▽

//! Environment overlay for `AuditConfig`
//!
//! Recognised variables:
//! - `SITEAUDIT_CHROME_ENDPOINT`: attach to this remote debugging endpoint
//! - `SITEAUDIT_HEADLESS`: `false`/`0` launches a visible browser (debug builds)
//! - `SITEAUDIT_CONTEXT_STRATEGY`: `shared` or `per_url`
//! - `SITEAUDIT_CHROME_DATA_DIR`: user data directory for launched browsers
//! - `SITEAUDIT_AXE_PATH` / `SITEAUDIT_AXE_URL`: accessibility engine source
//! - `SITEAUDIT_SCREENSHOTS`: `false`/`0` disables captures
//! - `SITEAUDIT_LINK_LIMIT`: links probed per page
//! - `SITEAUDIT_MAX_CONCURRENCY`: clamp for request concurrency

use anyhow::{Context, Result, anyhow};

use super::builder::AuditConfigBuilder;
use super::types::{AccessibilityEngineSource, AuditConfig, ContextStrategy};

impl AuditConfig {
    /// Defaults overlaid with `SITEAUDIT_*` environment variables.
    pub fn from_env() -> Result<Self> {
        Self::from_lookup(|key| std::env::var(key).ok())
    }

    /// Same as [`AuditConfig::from_env`] with an injectable variable source.
    pub fn from_lookup<F>(lookup: F) -> Result<Self>
    where
        F: Fn(&str) -> Option<String>,
    {
        let get = |key: &str| {
            lookup(key)
                .map(|v| v.trim().to_string())
                .filter(|v| !v.is_empty())
        };
        let mut builder = AuditConfigBuilder::default();

        if let Some(endpoint) = get("SITEAUDIT_CHROME_ENDPOINT") {
            builder = builder.attach(endpoint);
        } else if let Some(headless) = get("SITEAUDIT_HEADLESS") {
            builder = builder.launch(parse_flag("SITEAUDIT_HEADLESS", &headless)?);
        }

        if let Some(strategy) = get("SITEAUDIT_CONTEXT_STRATEGY") {
            let strategy = match strategy.to_ascii_lowercase().replace('-', "_").as_str() {
                "shared" => ContextStrategy::Shared,
                "per_url" => ContextStrategy::PerUrl,
                other => {
                    return Err(anyhow!(
                        "SITEAUDIT_CONTEXT_STRATEGY must be 'shared' or 'per_url', got '{other}'"
                    ));
                }
            };
            builder = builder.context_strategy(strategy);
        }

        if let Some(dir) = get("SITEAUDIT_CHROME_DATA_DIR") {
            builder = builder.chrome_data_dir(dir);
        }

        if let Some(path) = get("SITEAUDIT_AXE_PATH") {
            builder = builder.accessibility_engine(AccessibilityEngineSource::File(path.into()));
        } else if let Some(url) = get("SITEAUDIT_AXE_URL") {
            builder = builder.accessibility_engine(AccessibilityEngineSource::Url(url));
        }

        if let Some(flag) = get("SITEAUDIT_SCREENSHOTS") {
            builder = builder.capture_screenshots(parse_flag("SITEAUDIT_SCREENSHOTS", &flag)?);
        }

        if let Some(limit) = get("SITEAUDIT_LINK_LIMIT") {
            let limit = limit
                .parse()
                .with_context(|| format!("SITEAUDIT_LINK_LIMIT is not a number: '{limit}'"))?;
            builder = builder.link_check_limit(limit);
        }

        if let Some(max) = get("SITEAUDIT_MAX_CONCURRENCY") {
            let max = max
                .parse()
                .with_context(|| format!("SITEAUDIT_MAX_CONCURRENCY is not a number: '{max}'"))?;
            builder = builder.max_concurrency(max);
        }

        builder.build()
    }
}

fn parse_flag(name: &str, value: &str) -> Result<bool> {
    match value.to_ascii_lowercase().as_str() {
        "1" | "true" | "yes" | "on" => Ok(true),
        "0" | "false" | "no" | "off" => Ok(false),
        other => Err(anyhow!("{name} must be a boolean, got '{other}'")),
    }
}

△

● Work item: If a line in the records above contains "else", copy that line.

● Exercise response:
        } else if let Some(headless) = get("SITEAUDIT_HEADLESS") {
        } else if let Some(url) = get("SITEAUDIT_AXE_URL") {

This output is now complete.